Marathwada villagers demand jobs under MGNREGA as drought dries up work in farms, factories
Fearing a rise in the number of suicides, alcoholism and housebreaking incidents, farmers in Marathwada are demanding that the Maharashtra government immediately provides jobs to the youth under the Mahatma Gandhi National Rural Employment Guarantee Act (MGNREGA)
Pune: Group of adults and youths chatting under big trees, inside community halls or near temples, is a common sight nowadays in villages in Marathwada. Sometimes one can see a group of women sitting idle as well. As there has been less than 5 percent sowing this Rabi season due to lack of rain, there is no work for daily wagers who relied on weeding, tilling, and other agriculture-based works to earn a livelihood. Having experienced drought three years ago, elders in the village express the need for the government to offer work through the Mahatma Gandhi National Rural Employment Guarantee Act (MGNREGA), 2005. They say, failure to do so would result in housebreaking incidents in the daytime, a rise in the number of suicides, and bad habits like alcoholism and gambling will go up.
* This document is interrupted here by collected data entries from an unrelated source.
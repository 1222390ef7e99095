use std::collections::BTreeMap;
use std::sync::Arc;

use rust_decimal::Decimal;
use serde::Serialize;
use tracing::{info, warn};

use crate::core::{AppError, Clock, Result};
use crate::modules::agencies::{Agency, AgencyRepository};
use crate::modules::events::{AuditEvent, EventSink};
use crate::modules::installments::models::{Installment, InstallmentStatus};
use crate::modules::installments::repositories::InstallmentRepository;
use crate::modules::installments::services::{InstallmentLedger, InstallmentUpdate, PaymentInput};
use crate::modules::plans::models::{NewPaymentPlan, PaymentPlan, PlanStatus};
use crate::modules::plans::repositories::{PlanRepository, PlanSnapshot};
use crate::modules::plans::services::plan_aggregator::{PlanAggregator, PlanUpdate};

/// Result of recording a payment: the installment and plan as committed
#[derive(Debug, Clone)]
pub struct PaymentOutcome {
    pub installment: InstallmentUpdate,
    pub plan: PlanUpdate,
}

impl PaymentOutcome {
    pub fn events(&self) -> Vec<AuditEvent> {
        let mut events = vec![self.installment.payment_event()];
        events.extend(self.plan.completion_event());
        events
    }
}

/// Read model for a plan and its installments
#[derive(Debug, Clone, Serialize)]
pub struct PlanSummary {
    pub plan: PaymentPlan,
    pub total_paid: Decimal,
    pub total_outstanding: Decimal,
    pub commission_outstanding: Decimal,
    pub installment_counts: BTreeMap<String, usize>,
    pub installments: Vec<Installment>,
}

impl PlanSummary {
    pub fn from_snapshot(snapshot: PlanSnapshot) -> Self {
        let total_paid: Decimal = snapshot
            .installments
            .iter()
            .map(Installment::received_amount)
            .sum();
        let total_outstanding: Decimal = snapshot
            .installments
            .iter()
            .map(Installment::outstanding_amount)
            .sum();

        let mut installment_counts = BTreeMap::new();
        for installment in &snapshot.installments {
            *installment_counts
                .entry(installment.status.to_string())
                .or_insert(0) += 1;
        }

        Self {
            commission_outstanding: (snapshot.plan.expected_commission
                - snapshot.plan.earned_commission)
                .max(Decimal::ZERO),
            plan: snapshot.plan,
            total_paid,
            total_outstanding,
            installment_counts,
            installments: snapshot.installments,
        }
    }
}

/// Orchestrates plan setup and payment recording for one tenant at a time.
///
/// Every write goes through `PlanRepository::update_locked`, which runs the
/// ledger and `PlanAggregator::recompute` against the locked row set in one
/// transaction. Audit events are emitted only after commit.
pub struct PlanService {
    agencies: Arc<dyn AgencyRepository>,
    plans: Arc<dyn PlanRepository>,
    installments: Arc<dyn InstallmentRepository>,
    ledger: InstallmentLedger,
    events: Arc<dyn EventSink>,
    clock: Arc<dyn Clock>,
}

impl PlanService {
    pub fn new(
        agencies: Arc<dyn AgencyRepository>,
        plans: Arc<dyn PlanRepository>,
        installments: Arc<dyn InstallmentRepository>,
        ledger: InstallmentLedger,
        events: Arc<dyn EventSink>,
        clock: Arc<dyn Clock>,
    ) -> Self {
        Self {
            agencies,
            plans,
            installments,
            ledger,
            events,
            clock,
        }
    }

    async fn agency(&self, agency_id: &str) -> Result<Agency> {
        self.agencies
            .find_by_id(agency_id)
            .await?
            .ok_or_else(|| AppError::not_found("Agency not found"))
    }

    /// Create a plan and its installment schedule in one transaction
    pub async fn create_plan(
        &self,
        agency_id: &str,
        request: NewPaymentPlan,
    ) -> Result<PlanSnapshot> {
        request.validate()?;
        let agency = self.agency(agency_id).await?;

        let plan = PaymentPlan::new(&agency.id, &request, agency.default_currency);
        let mut installments = request
            .installments
            .iter()
            .map(|entry| Installment::new(&plan.id, &agency.id, entry))
            .collect::<Result<Vec<_>>>()?;
        installments.sort_by_key(|i| i.sequence_number);

        self.plans
            .create_with_installments(&plan, &installments)
            .await?;

        info!(
            agency_id = agency_id,
            plan_id = plan.id.as_str(),
            installment_count = installments.len(),
            commissionable_value = %plan.currency.format_amount(plan.commissionable_value),
            expected_commission = %plan.currency.format_amount(plan.expected_commission),
            "Payment plan created"
        );

        Ok(PlanSnapshot { plan, installments })
    }

    pub async fn get_plan(&self, agency_id: &str, plan_id: &str) -> Result<PaymentPlan> {
        self.plans
            .find_by_id(agency_id, plan_id)
            .await?
            .ok_or_else(|| AppError::not_found("Payment plan not found"))
    }

    pub async fn plan_summary(&self, agency_id: &str, plan_id: &str) -> Result<PlanSummary> {
        let plan = self.get_plan(agency_id, plan_id).await?;
        let installments = self.installments.find_by_plan(agency_id, plan_id).await?;

        Ok(PlanSummary::from_snapshot(PlanSnapshot { plan, installments }))
    }

    /// Record a payment and recompute the owning plan atomically.
    ///
    /// "Today" for the future-date check is the agency's local date.
    pub async fn record_payment(
        &self,
        agency_id: &str,
        installment_id: &str,
        payment: PaymentInput,
    ) -> Result<PaymentOutcome> {
        let agency = self.agency(agency_id).await?;
        let today = agency.local_clock(self.clock.now())?.date;

        let installment = self
            .installments
            .find_by_id(agency_id, installment_id)
            .await?
            .ok_or_else(|| AppError::not_found("Installment not found"))?;

        let ledger = &self.ledger;
        let apply = |snapshot: &PlanSnapshot| -> Result<PlanSnapshot> {
            let target = snapshot
                .installment(installment_id)
                .ok_or_else(|| AppError::not_found("Installment not found"))?;
            let update = ledger.record_payment(target, &payment, today)?;

            let installments: Vec<Installment> = snapshot
                .installments
                .iter()
                .map(|i| {
                    if i.id == update.current.id {
                        update.current.clone()
                    } else {
                        i.clone()
                    }
                })
                .collect();
            let plan_update = PlanAggregator::recompute(&snapshot.plan, &installments)?;

            Ok(PlanSnapshot {
                plan: plan_update.plan,
                installments,
            })
        };

        let (before, after) = self
            .plans
            .update_locked(agency_id, &installment.plan_id, &apply)
            .await
            .map_err(|e| {
                if e.field().is_some() {
                    warn!(
                        agency_id = agency_id,
                        installment_id = installment_id,
                        error = %e,
                        "Payment rejected"
                    );
                }
                e
            })?;

        let outcome = Self::payment_outcome(installment_id, before, after)?;
        self.events.emit_all(&outcome.events());

        info!(
            agency_id = agency_id,
            installment_id = installment_id,
            plan_id = outcome.plan.plan.id.as_str(),
            old_status = %outcome.installment.previous.status,
            new_status = %outcome.installment.current.status,
            earned_commission = %outcome.plan.plan.earned_commission,
            plan_status = %outcome.plan.plan.status,
            "Payment recorded"
        );

        Ok(outcome)
    }

    fn payment_outcome(
        installment_id: &str,
        before: PlanSnapshot,
        after: PlanSnapshot,
    ) -> Result<PaymentOutcome> {
        let previous = before
            .installment(installment_id)
            .cloned()
            .ok_or_else(|| AppError::internal("Installment missing from locked snapshot"))?;
        let current = after
            .installment(installment_id)
            .cloned()
            .ok_or_else(|| AppError::internal("Installment missing from updated snapshot"))?;

        Ok(PaymentOutcome {
            installment: InstallmentUpdate { previous, current },
            plan: PlanUpdate {
                previous_status: before.plan.status,
                previous_earned_commission: before.plan.earned_commission,
                plan: after.plan,
            },
        })
    }

    /// Cancel an active plan and every installment that is not yet terminal
    pub async fn cancel_plan(&self, agency_id: &str, plan_id: &str) -> Result<PlanSnapshot> {
        let cancel = |snapshot: &PlanSnapshot| -> Result<PlanSnapshot> {
            let mut plan = snapshot.plan.clone();
            plan.cancel()?;

            let mut installments = snapshot.installments.clone();
            for installment in installments.iter_mut() {
                if !installment.status.is_terminal() {
                    installment.cancel()?;
                }
            }

            // Earned commission follows the surviving paid rows
            let recomputed = PlanAggregator::recompute(&plan, &installments)?;
            Ok(PlanSnapshot {
                plan: recomputed.plan,
                installments,
            })
        };

        let (_, after) = self.plans.update_locked(agency_id, plan_id, &cancel).await?;

        let cancelled = after
            .installments
            .iter()
            .filter(|i| i.status == InstallmentStatus::Cancelled)
            .count();
        info!(
            agency_id = agency_id,
            plan_id = plan_id,
            cancelled_installments = cancelled,
            "Payment plan cancelled"
        );

        debug_assert_eq!(after.plan.status, PlanStatus::Cancelled);
        Ok(after)
    }
}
At 12 in the noon, a few adults and youth, sitting in front of gram panchayat in Pakharsagvi village, five kilometres from Latur, were discussing the drought of 1972 which is considered as the worst ever drought till now. Women at the same time had gathered at a village temple to sing bhajans (devotional songs).
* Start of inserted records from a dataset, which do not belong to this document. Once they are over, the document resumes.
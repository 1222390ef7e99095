pub mod job_run_repository;

pub use job_run_repository::{JobRunRepository, MySqlJobRunRepository};
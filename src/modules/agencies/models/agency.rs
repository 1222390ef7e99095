use chrono::{DateTime, NaiveTime, Utc};
use serde::{Deserialize, Serialize};

use crate::core::timezone::{local_reading, LocalClockReading};
use crate::core::{Currency, Result};

/// Tenant account. All plans and installments belong to exactly one agency.
#[derive(Debug, Clone, PartialEq, Serialize, Deserialize)]
pub struct Agency {
    pub id: String,
    pub name: String,
    /// IANA timezone name, e.g. `Australia/Brisbane`
    pub timezone: String,
    /// Local time of day after which the daily overdue sweep applies
    pub overdue_cutoff: NaiveTime,
    pub default_currency: Currency,
}

impl Agency {
    /// Local date and time for this agency at `now`
    pub fn local_clock(&self, now: DateTime<Utc>) -> Result<LocalClockReading> {
        local_reading(now, &self.timezone)
    }
}
use async_trait::async_trait;
use chrono::NaiveTime;
use sqlx::MySqlPool;

use crate::core::{AppError, Currency, Result};
use crate::modules::agencies::models::Agency;

/// Tenant lookups
#[async_trait]
pub trait AgencyRepository: Send + Sync {
    async fn find_by_id(&self, agency_id: &str) -> Result<Option<Agency>>;

    /// Every agency, for system-level batch work that spans tenants
    async fn list_all(&self) -> Result<Vec<Agency>>;
}

/// MySQL-backed agency repository
pub struct MySqlAgencyRepository {
    pool: MySqlPool,
}

impl MySqlAgencyRepository {
    pub fn new(pool: MySqlPool) -> Self {
        Self { pool }
    }
}

#[async_trait]
impl AgencyRepository for MySqlAgencyRepository {
    async fn find_by_id(&self, agency_id: &str) -> Result<Option<Agency>> {
        let row = sqlx::query_as::<_, AgencyRow>(
            r#"
            SELECT id, name, timezone, overdue_cutoff, default_currency
            FROM agencies
            WHERE id = ?
            "#,
        )
        .bind(agency_id)
        .fetch_optional(&self.pool)
        .await
        .map_err(|e| AppError::Internal(format!("Failed to fetch agency: {}", e)))?;

        row.map(Agency::try_from).transpose()
    }

    async fn list_all(&self) -> Result<Vec<Agency>> {
        let rows = sqlx::query_as::<_, AgencyRow>(
            r#"
            SELECT id, name, timezone, overdue_cutoff, default_currency
            FROM agencies
            ORDER BY id ASC
            "#,
        )
        .fetch_all(&self.pool)
        .await?;

        rows.into_iter().map(Agency::try_from).collect()
    }
}

/// Database row representation for the agencies table
#[derive(sqlx::FromRow)]
struct AgencyRow {
    id: String,
    name: String,
    timezone: String,
    overdue_cutoff: NaiveTime,
    default_currency: String,
}

impl TryFrom<AgencyRow> for Agency {
    type Error = AppError;

    fn try_from(row: AgencyRow) -> Result<Self> {
        let default_currency: Currency = row.default_currency.parse().map_err(|e| {
            AppError::Internal(format!("Agency {} has invalid currency: {}", row.id, e))
        })?;

        // Timezone stays a raw string; it is resolved per use so one bad
        // value only affects its own tenant.
        Ok(Agency {
            id: row.id,
            name: row.name,
            timezone: row.timezone,
            overdue_cutoff: row.overdue_cutoff,
            default_currency,
        })
    }
}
“In general, all these adults would be in farms. Farmers would be waiting for the harvest that will be out by January and labourers would be choosing which farm to work. But, currently, all agricultural lands are dry. A few farmers who have little water are growing jawar or gram, and are managing on their own to avoid shelling more towards labour charges," says Bhagwat Shingan, a 70-year-old farmer from Pakharsagvi.
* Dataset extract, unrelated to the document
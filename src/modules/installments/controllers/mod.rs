pub mod installment_controller;

pub use installment_controller::{configure, record_payment};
"The situation looks grim. How many more days can these adults, especially the youth, sit talking here? The government needs to offer jobs otherwise life will be very difficult," he adds.
According to Shingan, in 1972, the then government in power, thankfully, offered jobs to almost everybody and that is what the government should do now.
Namdev Badgire, a farm labourer from Mamdapur village near Patoda in Ambejogai in Beed district, said, "I don't any own land and work as a labourer in others’ farms and so does my wife, brother and his wife. Since we work as labourers we don't have grains kept aside for house consumption like most farmers do. Our lives depend on what we earn as a daily wage. The quantity of grains we get at ration shops is not enough for our family of eight which includes two children each of me and my brother. Where can we get money for their schooling, travelling, grocery shopping, health emergencies, and festival celebrations? Not everybody can migrate to cities like Pune or Mumbai. Besides, what are the chances of getting good work, or a safe place to stay and that too after leaving our children behind? The option for us is to stay at home, and that is why we want the state to give us jobs."
Vasant Narare, also from Mmdapur village, claims that after 1995-98, people in his village have never seen a tehsildar or talathi offering any work under the earlier National
Rural Employment Guarantee Act or after the MGNREGA.
"In fact, Maharashtra has a separate act and MGNREA. We do read the news that so many jobs were provided, that a number of public works were done and youth were provided jobs and how crores of rupees have been spent on this. But believe me, I am 45 years old and I have never seen anybody in my village getting any job under these schemes,” says Narare.
Badgire added that at least seeing the severe drought situation and the increase in the number of suicides, "the state should implement and execute these schemes effectively and their officials should keep a check on whether jobs are being provided at the local level to beneficiaries having job cards".
Shingan informs that all construction sites and most of the MIDC factories requiring water are no longer operational in Latur after the local administration prohibited any kind of usage of water apart from drinking, animal and daily usage.
"Villagers go to Latur spending Rs 15-20 and wait there for 3-4 hours expecting some work, but they return home empty-handed spending the same amount. They are losing money in the hope of finding some work, yet they cannot afford to lose hope and keep going every day. Go to Shivaji Chowk in Latur and you will meet labourers coming from nearby villages every day,” he says.
Kaushabai Bhande from Kasarkheda in Latur taluka said, “What can we do if we don't get work? Nowadays we are not even getting work as housemaids due to saturation. What option do women like us having no land have? If we manage to get food we will eat otherwise we drink water and sleep. That is what we have been doing.”
Jijabai Ghule who is also from Kasarkheda, says, “Three years ago Marathwada faced severe drought conditions. We saw daily incidents of housebreaking back then. If people don’t get jobs it's going to happen again."
Shingan shared his experiences, “Housebreaking is not the only menace rising out of unemployment. The number of suicides is already going up and will be much higher. If it continues, addictions like alcoholism, gambling and drugs like weed will catch adults.”
Purushottam Bhapkar, divisional commissioner of Marathwada region, didn't reply to calls as to when would work under MGNREGA will be availed to people in the area.